Assistance for High Court trials in Solomons
AA 04 094 Thursday 16 December 2004
Enhanced assistance for High Court trials in Solomon Islands
Australia is providing extensive support to assist the Solomon Islands justice system in managing a big caseload arising from investigations of crimes committed over the five years before 2003.
The Regional Assistance Mission to Solomon Islands (RAMSI), through its multi-country Participating Police Force (PPF), has been working with the Solomon Islands police to investigate crimes committed during the period of ethnic tensions that began in 1998.
The investigations have led to the arrest of a large number of suspects and the resulting increased Solomon Islands High Court caseload. To date, more than 40 criminal trials have been set down to be heard in the High Court, with more cases expected as police investigations continue.

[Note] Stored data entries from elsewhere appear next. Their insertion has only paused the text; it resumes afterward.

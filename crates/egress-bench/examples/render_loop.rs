//! End-to-end host loop example.
//!
//! Demonstrates: build config → StateBuffer → publish ticks → query the
//! published frame → reset → repeat.

use egress_bench::{reference_config, seeded_payloads};
use egress_core::{AgentId, FrameAccess};
use egress_state::StateBuffer;

fn main() {
    println!("=== Egress Render Loop Example ===\n");

    let config = reference_config();
    let mut buffer = StateBuffer::new(config).unwrap();
    let payloads = seeded_payloads(config, 60, 42);

    // --- Run 1: a 60-tick evacuation ---
    println!("Run 1: 60 ticks, querying every 15th frame");
    for (tick, payload) in payloads.iter().enumerate() {
        buffer.apply(payload.as_update()).unwrap();

        if tick % 15 == 0 || tick == 59 {
            let frame = buffer.frame();
            let agent = frame.agent(AgentId(0)).unwrap();
            let max_congestion = frame
                .congestion()
                .iter()
                .cloned()
                .fold(f32::NEG_INFINITY, f32::max);

            println!(
                "  tick {:>2}: t={:>4.1}s, agent0=({:>6.2}, {:>6.2}), evacuated={:>2}/{}, max_congestion={:>6.3}",
                tick + 1,
                frame.time(),
                agent.x,
                agent.y,
                frame.evacuated_count(),
                frame.agent_count(),
                max_congestion,
            );
        }
    }

    // --- Reset and Run 2 ---
    println!("\nResetting buffer...");
    buffer.reset();

    println!("Run 2: 20 ticks with a different seed");
    for (tick, payload) in seeded_payloads(config, 20, 99).iter().enumerate() {
        buffer.apply(payload.as_update()).unwrap();

        if tick % 5 == 0 || tick == 19 {
            let frame = buffer.frame();
            println!(
                "  tick {:>2}: t={:>4.1}s, evacuated={:>2}/{}, congestion(50,50)={:>6.3}",
                tick + 1,
                frame.time(),
                frame.evacuated_count(),
                frame.agent_count(),
                frame.congestion_at(50, 50),
            );
        }
    }

    println!("\nFinal update count: {}", buffer.generation());
    println!("Done.");
}
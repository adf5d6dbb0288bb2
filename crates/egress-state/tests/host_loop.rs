//! Integration test: the host's tick/query interleave.
//!
//! Drives a `StateBuffer` the way a rendering host does — one update
//! per simulation tick, many point queries per drawn frame — and
//! verifies the published state is always internally consistent: every
//! query between two updates sees exactly one tick's data, never a mix.

use egress_core::{AgentId, FrameAccess, Generation};
use egress_state::{BufferConfig, StateBuffer, StateUpdate};

// ── Canonical smoke scenario ─────────────────────────────────────────

/// 10x10 grid, three agents, one update, three point queries. This is
/// the minimal end-to-end path a host exercises on integration day.
#[test]
fn smoke_scenario_three_agents() {
    let mut buf = StateBuffer::new(BufferConfig::new(10, 10, 3)).unwrap();

    let mut congestion = [0.0f32; 100];
    congestion[55] = 5.0; // cell (5, 5)
    buf.apply(StateUpdate {
        time: 1.0,
        positions: &[1.0, 1.0, 2.0, 2.0, 3.0, 3.0],
        evacuated: &[0, 0, 0],
        congestion: &congestion,
    })
    .unwrap();

    let frame = buf.frame();
    let agent = frame.agent(AgentId(0)).unwrap();
    assert_eq!((agent.x, agent.y), (1.0, 1.0));
    assert!(!agent.evacuated);
    assert_eq!(frame.congestion_at(5, 5), 5.0);
    assert_eq!(frame.congestion_at(9, 9), 0.0);
}

// ── Tick/query interleave ────────────────────────────────────────────

/// Payload for tick `t`: agent `i` sits at `(t + i, t - i)`, agents
/// evacuate one per tick, and every cell holds `t * 0.5`.
fn tick_payload(tick: u32, agents: usize, cells: usize) -> (Vec<f32>, Vec<u8>, Vec<f32>) {
    let t = tick as f32;
    let mut positions = Vec::with_capacity(agents * 2);
    let mut evacuated = Vec::with_capacity(agents);
    for i in 0..agents {
        positions.push(t + i as f32);
        positions.push(t - i as f32);
        evacuated.push(u8::from((i as u32) < tick));
    }
    (positions, evacuated, vec![t * 0.5; cells])
}

#[test]
fn every_frame_sees_exactly_one_tick() {
    const AGENTS: usize = 8;
    let mut buf = StateBuffer::new(BufferConfig::new(20, 20, AGENTS as i32)).unwrap();

    for tick in 1..=50u32 {
        let (positions, evacuated, congestion) = tick_payload(tick, AGENTS, 400);
        buf.apply(StateUpdate {
            time: tick as f64 * 0.1,
            positions: &positions,
            evacuated: &evacuated,
            congestion: &congestion,
        })
        .unwrap();

        // Many queries per tick, the render side of the interleave.
        let frame = buf.frame();
        assert_eq!(frame.generation(), Generation(tick as u64));
        let t = tick as f32;
        for i in 0..AGENTS {
            let agent = frame.agent(AgentId(i as u32)).unwrap();
            assert_eq!(agent.x, t + i as f32, "tick {tick} agent {i} x");
            assert_eq!(agent.y, t - i as f32, "tick {tick} agent {i} y");
            assert_eq!(agent.evacuated, (i as u32) < tick);
        }
        for y in 0..20 {
            for x in 0..20 {
                assert_eq!(frame.congestion_at(x, y), t * 0.5);
            }
        }
        assert_eq!(frame.evacuated_count(), (tick as usize).min(AGENTS));
    }
}

/// A rejected mid-run update must leave the interleave on the previous
/// tick rather than half-advanced.
#[test]
fn rejected_tick_does_not_advance_the_stream() {
    let mut buf = StateBuffer::new(BufferConfig::new(5, 5, 2)).unwrap();

    let (positions, evacuated, congestion) = tick_payload(1, 2, 25);
    buf.apply(StateUpdate {
        time: 0.1,
        positions: &positions,
        evacuated: &evacuated,
        congestion: &congestion,
    })
    .unwrap();

    // Simulated host bug: congestion sized for the wrong grid.
    let bad = buf.apply(StateUpdate {
        time: 0.2,
        positions: &positions,
        evacuated: &evacuated,
        congestion: &[0.0; 24],
    });
    assert!(bad.is_err());

    let frame = buf.frame();
    assert_eq!(frame.generation(), Generation(1));
    assert_eq!(frame.time(), 0.1);
    assert_eq!(frame.agent(AgentId(0)).unwrap().x, 1.0);
}

/// An owned frame taken mid-run keeps its tick while the buffer moves on,
/// even when read from another thread.
#[test]
fn owned_frame_pins_its_tick_across_threads() {
    let mut buf = StateBuffer::new(BufferConfig::new(8, 8, 4)).unwrap();

    let (positions, evacuated, congestion) = tick_payload(3, 4, 64);
    buf.apply(StateUpdate {
        time: 0.3,
        positions: &positions,
        evacuated: &evacuated,
        congestion: &congestion,
    })
    .unwrap();
    let pinned = buf.owned_frame();

    for tick in 4..=10u32 {
        let (positions, evacuated, congestion) = tick_payload(tick, 4, 64);
        buf.apply(StateUpdate {
            time: tick as f64 * 0.1,
            positions: &positions,
            evacuated: &evacuated,
            congestion: &congestion,
        })
        .unwrap();
    }

    let reader = std::thread::spawn(move || {
        assert_eq!(pinned.generation(), Generation(1));
        assert_eq!(pinned.time(), 0.3);
        pinned.agent(AgentId(0)).unwrap().x
    });
    assert_eq!(reader.join().unwrap(), 3.0);
    assert_eq!(buf.frame().agent(AgentId(0)).unwrap().x, 10.0);
}

/// Reset mid-run behaves like a fresh buffer with the same shape.
#[test]
fn reset_mid_run_matches_a_fresh_buffer() {
    let mut buf = StateBuffer::new(BufferConfig::new(6, 6, 3)).unwrap();
    for tick in 1..=5u32 {
        let (positions, evacuated, congestion) = tick_payload(tick, 3, 36);
        buf.apply(StateUpdate {
            time: tick as f64,
            positions: &positions,
            evacuated: &evacuated,
            congestion: &congestion,
        })
        .unwrap();
    }

    buf.reset();

    let fresh = StateBuffer::new(BufferConfig::new(6, 6, 3)).unwrap();
    let (a, b) = (buf.frame(), fresh.frame());
    assert_eq!(a.time(), b.time());
    assert_eq!(a.generation(), b.generation());
    assert_eq!(a.agents(), b.agents());
    assert_eq!(a.congestion(), b.congestion());
}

Substantial logistical efforts are required to ensure that witnesses associated with these trials, many of whom live in remote areas of Solomon Islands, are available in Honiara to give evidence. A public awareness campaign is underway to help to build community understanding of the witness and trial processes.
Australia's substantial package of enhanced assistance to the High Court includes: sixteen lawyers and administrative staff to support the Public Solicitor's Office and the Office of the Director of Public Prosecutions; funding for up to two additional High Court judges from the Pacific region and a court administration adviser to support the work of the High Court; infrastructure upgrades to strengthen High Court security and increase the number of court rooms, allowing multiple criminal cases to be heard concurrently; and support for court transcription services.
Since the arrival of RAMSI in July 2003, Australia has provided an estimated $A49 million to strengthen justice agencies and to support the Solomon Islands Prison Service. Australia's development cooperation assistance for law and justice for 2004-05, including the program of enhanced assistance, is estimated at $A24 million.